• _WHAT IS EXPECTED_
Of all the lines below, output only those starting at the one with "Gold trigger fired" and ending at the one with "u32, total: u32)", both ends included, exactly as written.

⁂

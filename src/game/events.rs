//! Game Events
//!
//! Events generated during simulation, for renderers, logs and replay checks.

use serde::{Serialize, Deserialize};
use crate::core::position::Position;

/// Game event data.
#[derive(Clone, Debug, PartialEq, Eq, Serialize, Deserialize)]
pub enum GameEventData {
    /// Jump started from the ground
    JumpStarted {
        /// Player's first body cell when the jump began
        from: Position,
    },

    /// Player came to rest after being airborne
    Landed {
        /// Player's first body cell after landing
        at: Position,
    },

    /// Damage trigger fired
    Damaged {
        /// Hit points removed
        amount: u32,
        /// Health afterwards
        hp: u32,
    },

    /// Gold trigger fired
    GoldCollected {
        /// Cell the gold sat on
        position: Position,
        /// Gold gained
        amount: u32,
        /// Level total afterwards
        total: u32,
    },

    /// Teleport switched the active map
    MapSwitched {
        /// Previous map index
        from: usize,
        /// New map index
        to: usize,
        /// Where the player's first body cell landed
        target: Position,
    },

    /// Health reached zero
    PlayerDied,
}

/// A game event with timing.
#[derive(Clone, Debug, PartialEq, Eq, Serialize, Deserialize)]
pub struct GameEvent {
    /// Tick when event occurred
    pub tick: u32,

    /// Event data
    pub data: GameEventData,
}

impl GameEvent {
    /// Create a new event.
    pub fn new(tick: u32, data: GameEventData) -> Self {
        Self { tick, data }
    }

    /// Create jump started event.
    pub fn jump_started(tick: u32, from: Position) -> Self {
        Self::new(tick, GameEventData::JumpStarted { from })
    }

    /// Create landed event.
    pub fn landed(tick: u32, at: Position) -> Self {
        Self::new(tick, GameEventData::Landed { at })
    }

    /// Create damaged event.
    pub fn damaged(tick: u32, amount: u32, hp: u32) -> Self {
        Self::new(tick, GameEventData::Damaged { amount, hp })
    }

    /// Create gold collected event.
    pub fn gold_collected(tick: u32, position: Position, amount: u32, total: u32) -> Self {
        Self::new(tick, GameEventData::GoldCollected { position, amount, total })
    }

    /// Create map switched event.
    pub fn map_switched(tick: u32, from: usize, to: usize, target: Position) -> Self {
        Self::new(tick, GameEventData::MapSwitched { from, to, target })
    }

    /// Create player died event.
    pub fn player_died(tick: u32) -> Self {
        Self::new(tick, GameEventData::PlayerDied)
    }

    /// Does this event end the level?
    pub fn is_terminal(&self) -> bool {
        matches!(self.data, GameEventData::PlayerDied)
    }
}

⁂

• _TASK OUTPUT_
    /// Gold trigger fired
    GoldCollected {
        /// Cell the gold sat on
        position: Position,
        /// Gold gained
        amount: u32,
        /// Level total afterwards
        total: u32,
    },

    /// Teleport switched the active map
    MapSwitched {
        /// Previous map index
        from: usize,
        /// New map index
        to: usize,
        /// Where the player's first body cell landed
        target: Position,
    },

    /// Health reached zero
    PlayerDied,
}

/// A game event with timing.
#[derive(Clone, Debug, PartialEq, Eq, Serialize, Deserialize)]
pub struct GameEvent {
    /// Tick when event occurred
    pub tick: u32,

    /// Event data
    pub data: GameEventData,
}

impl GameEvent {
    /// Create a new event.
    pub fn new(tick: u32, data: GameEventData) -> Self {
        Self { tick, data }
    }

    /// Create jump started event.
    pub fn jump_started(tick: u32, from: Position) -> Self {
        Self::new(tick, GameEventData::JumpStarted { from })
    }

    /// Create landed event.
    pub fn landed(tick: u32, at: Position) -> Self {
        Self::new(tick, GameEventData::Landed { at })
    }

    /// Create damaged event.
    pub fn damaged(tick: u32, amount: u32, hp: u32) -> Self {
        Self::new(tick, GameEventData::Damaged { amount, hp })
    }

    /// Create gold collected event.
    pub fn gold_collected(tick: u32, position: Position, amount: u32, total: u32) -> Self {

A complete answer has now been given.